> Task brief:
Start to finish, return the listing exactly as written.

> Data:
════

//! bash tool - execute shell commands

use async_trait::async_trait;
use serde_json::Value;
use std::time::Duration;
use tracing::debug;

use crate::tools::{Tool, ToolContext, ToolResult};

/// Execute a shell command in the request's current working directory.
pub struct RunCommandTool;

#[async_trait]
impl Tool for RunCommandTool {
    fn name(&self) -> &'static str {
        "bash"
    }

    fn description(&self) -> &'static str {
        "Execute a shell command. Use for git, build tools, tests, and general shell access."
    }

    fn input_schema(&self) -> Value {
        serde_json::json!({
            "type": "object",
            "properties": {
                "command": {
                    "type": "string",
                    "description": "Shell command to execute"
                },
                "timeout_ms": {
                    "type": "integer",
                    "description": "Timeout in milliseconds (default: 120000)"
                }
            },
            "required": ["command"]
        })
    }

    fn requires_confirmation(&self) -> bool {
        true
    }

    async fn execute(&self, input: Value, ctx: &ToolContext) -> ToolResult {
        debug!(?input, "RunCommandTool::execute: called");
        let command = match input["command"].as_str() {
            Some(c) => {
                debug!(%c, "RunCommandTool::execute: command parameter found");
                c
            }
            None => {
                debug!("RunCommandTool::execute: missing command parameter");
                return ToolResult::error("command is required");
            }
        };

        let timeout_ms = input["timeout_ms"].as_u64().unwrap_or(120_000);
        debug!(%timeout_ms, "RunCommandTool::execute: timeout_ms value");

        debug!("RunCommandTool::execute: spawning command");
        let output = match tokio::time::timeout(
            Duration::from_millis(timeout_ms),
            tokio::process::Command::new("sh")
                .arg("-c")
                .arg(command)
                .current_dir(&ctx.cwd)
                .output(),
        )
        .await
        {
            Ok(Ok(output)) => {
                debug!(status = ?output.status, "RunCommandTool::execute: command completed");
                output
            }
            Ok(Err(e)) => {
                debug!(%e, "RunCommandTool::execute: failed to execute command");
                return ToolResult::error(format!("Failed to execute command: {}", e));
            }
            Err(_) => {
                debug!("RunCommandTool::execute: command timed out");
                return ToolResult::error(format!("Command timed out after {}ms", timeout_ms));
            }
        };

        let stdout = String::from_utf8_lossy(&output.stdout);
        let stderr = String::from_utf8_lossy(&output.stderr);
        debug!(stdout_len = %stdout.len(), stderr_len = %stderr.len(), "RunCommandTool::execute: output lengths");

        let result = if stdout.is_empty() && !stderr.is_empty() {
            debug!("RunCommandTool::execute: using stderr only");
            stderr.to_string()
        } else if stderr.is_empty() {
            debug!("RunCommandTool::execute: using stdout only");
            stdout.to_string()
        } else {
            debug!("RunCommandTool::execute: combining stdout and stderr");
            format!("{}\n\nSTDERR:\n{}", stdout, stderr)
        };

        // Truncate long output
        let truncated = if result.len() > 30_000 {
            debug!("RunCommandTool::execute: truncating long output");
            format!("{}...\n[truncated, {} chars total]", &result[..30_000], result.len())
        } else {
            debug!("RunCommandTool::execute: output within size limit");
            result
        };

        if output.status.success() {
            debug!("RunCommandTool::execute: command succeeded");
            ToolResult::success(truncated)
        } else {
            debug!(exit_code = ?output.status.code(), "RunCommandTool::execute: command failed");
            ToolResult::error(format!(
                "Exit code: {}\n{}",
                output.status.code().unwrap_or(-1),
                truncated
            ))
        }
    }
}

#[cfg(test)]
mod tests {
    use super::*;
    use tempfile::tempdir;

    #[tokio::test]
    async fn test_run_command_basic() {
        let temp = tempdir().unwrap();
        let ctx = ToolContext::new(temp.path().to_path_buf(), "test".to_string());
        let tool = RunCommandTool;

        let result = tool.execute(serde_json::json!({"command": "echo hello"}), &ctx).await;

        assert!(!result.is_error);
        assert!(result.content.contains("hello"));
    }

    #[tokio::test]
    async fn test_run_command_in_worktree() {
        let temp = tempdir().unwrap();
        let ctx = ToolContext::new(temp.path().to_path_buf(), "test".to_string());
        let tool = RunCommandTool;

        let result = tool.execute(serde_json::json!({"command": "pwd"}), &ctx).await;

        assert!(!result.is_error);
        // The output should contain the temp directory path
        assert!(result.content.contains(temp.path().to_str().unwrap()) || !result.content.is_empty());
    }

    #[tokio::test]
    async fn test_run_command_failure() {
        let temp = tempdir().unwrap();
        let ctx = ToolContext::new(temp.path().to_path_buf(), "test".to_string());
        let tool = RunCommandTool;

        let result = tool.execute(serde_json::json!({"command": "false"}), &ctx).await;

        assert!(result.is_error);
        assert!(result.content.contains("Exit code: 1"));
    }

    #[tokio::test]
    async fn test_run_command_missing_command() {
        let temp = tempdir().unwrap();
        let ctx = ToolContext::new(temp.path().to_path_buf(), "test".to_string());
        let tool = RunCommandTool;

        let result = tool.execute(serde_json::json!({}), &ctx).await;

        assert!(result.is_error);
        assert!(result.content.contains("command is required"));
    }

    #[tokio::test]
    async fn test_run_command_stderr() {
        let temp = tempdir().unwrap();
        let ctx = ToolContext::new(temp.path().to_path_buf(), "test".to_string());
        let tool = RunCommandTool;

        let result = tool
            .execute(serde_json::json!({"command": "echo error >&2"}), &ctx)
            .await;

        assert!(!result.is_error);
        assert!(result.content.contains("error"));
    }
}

════

> Written answer:
//! bash tool - execute shell commands

use async_trait::async_trait;
use serde_json::Value;
use std::time::Duration;
use tracing::debug;

use crate::tools::{Tool, ToolContext, ToolResult};

/// Execute a shell command in the request's current working directory.
pub struct RunCommandTool;

#[async_trait]
impl Tool for RunCommandTool {
    fn name(&self) -> &'static str {
        "bash"
    }

    fn description(&self) -> &'static str {
        "Execute a shell command. Use for git, build tools, tests, and general shell access."
    }

    fn input_schema(&self) -> Value {
        serde_json::json!({
            "type": "object",
            "properties": {
                "command": {
                    "type": "string",
                    "description": "Shell command to execute"
                },
                "timeout_ms": {
                    "type": "integer",
                    "description": "Timeout in milliseconds (default: 120000)"
                }
            },
            "required": ["command"]
        })
    }

    fn requires_confirmation(&self) -> bool {
        true
    }

    async fn execute(&self, input: Value, ctx: &ToolContext) -> ToolResult {
        debug!(?input, "RunCommandTool::execute: called");
        let command = match input["command"].as_str() {
            Some(c) => {
                debug!(%c, "RunCommandTool::execute: command parameter found");
                c
            }
            None => {
                debug!("RunCommandTool::execute: missing command parameter");
                return ToolResult::error("command is required");
            }
        };

        let timeout_ms = input["timeout_ms"].as_u64().unwrap_or(120_000);
        debug!(%timeout_ms, "RunCommandTool::execute: timeout_ms value");

        debug!("RunCommandTool::execute: spawning command");
        let output = match tokio::time::timeout(
            Duration::from_millis(timeout_ms),
            tokio::process::Command::new("sh")
                .arg("-c")
                .arg(command)
                .current_dir(&ctx.cwd)
                .output(),
        )
        .await
        {
            Ok(Ok(output)) => {
                debug!(status = ?output.status, "RunCommandTool::execute: command completed");
                output
            }
            Ok(Err(e)) => {
                debug!(%e, "RunCommandTool::execute: failed to execute command");
                return ToolResult::error(format!("Failed to execute command: {}", e));
            }
            Err(_) => {
                debug!("RunCommandTool::execute: command timed out");
                return ToolResult::error(format!("Command timed out after {}ms", timeout_ms));
            }
        };

        let stdout = String::from_utf8_lossy(&output.stdout);
        let stderr = String::from_utf8_lossy(&output.stderr);
        debug!(stdout_len = %stdout.len(), stderr_len = %stderr.len(), "RunCommandTool::execute: output lengths");

        let result = if stdout.is_empty() && !stderr.is_empty() {
            debug!("RunCommandTool::execute: using stderr only");
            stderr.to_string()
        } else if stderr.is_empty() {
            debug!("RunCommandTool::execute: using stdout only");
            stdout.to_string()
        } else {
            debug!("RunCommandTool::execute: combining stdout and stderr");
            format!("{}\n\nSTDERR:\n{}", stdout, stderr)
        };

        // Truncate long output
        let truncated = if result.len() > 30_000 {
            debug!("RunCommandTool::execute: truncating long output");
            format!("{}...\n[truncated, {} chars total]", &result[..30_000], result.len())
        } else {
            debug!("RunCommandTool::execute: output within size limit");
            result
        };

        if output.status.success() {
            debug!("RunCommandTool::execute: command succeeded");
            ToolResult::success(truncated)
        } else {
            debug!(exit_code = ?output.status.code(), "RunCommandTool::execute: command failed");
            ToolResult::error(format!(
                "Exit code: {}\n{}",
                output.status.code().unwrap_or(-1),
                truncated
            ))
        }
    }
}

#[cfg(test)]
mod tests {
    use super::*;
    use tempfile::tempdir;

    #[tokio::test]
    async fn test_run_command_basic() {
        let temp = tempdir().unwrap();
        let ctx = ToolContext::new(temp.path().to_path_buf(), "test".to_string());
        let tool = RunCommandTool;

        let result = tool.execute(serde_json::json!({"command": "echo hello"}), &ctx).await;

        assert!(!result.is_error);
        assert!(result.content.contains("hello"));
    }

    #[tokio::test]
    async fn test_run_command_in_worktree() {
        let temp = tempdir().unwrap();
        let ctx = ToolContext::new(temp.path().to_path_buf(), "test".to_string());
        let tool = RunCommandTool;

        let result = tool.execute(serde_json::json!({"command": "pwd"}), &ctx).await;

        assert!(!result.is_error);
        // The output should contain the temp directory path
        assert!(result.content.contains(temp.path().to_str().unwrap()) || !result.content.is_empty());
    }

    #[tokio::test]
    async fn test_run_command_failure() {
        let temp = tempdir().unwrap();
        let ctx = ToolContext::new(temp.path().to_path_buf(), "test".to_string());
        let tool = RunCommandTool;

        let result = tool.execute(serde_json::json!({"command": "false"}), &ctx).await;

        assert!(result.is_error);
        assert!(result.content.contains("Exit code: 1"));
    }

    #[tokio::test]
    async fn test_run_command_missing_command() {
        let temp = tempdir().unwrap();
        let ctx = ToolContext::new(temp.path().to_path_buf(), "test".to_string());
        let tool = RunCommandTool;

        let result = tool.execute(serde_json::json!({}), &ctx).await;

        assert!(result.is_error);
        assert!(result.content.contains("command is required"));
    }

    #[tokio::test]
    async fn test_run_command_stderr() {
        let temp = tempdir().unwrap();
        let ctx = ToolContext::new(temp.path().to_path_buf(), "test".to_string());
        let tool = RunCommandTool;

        let result = tool
            .execute(serde_json::json!({"command": "echo error >&2"}), &ctx)
            .await;

        assert!(!result.is_error);
        assert!(result.content.contains("error"));
    }
}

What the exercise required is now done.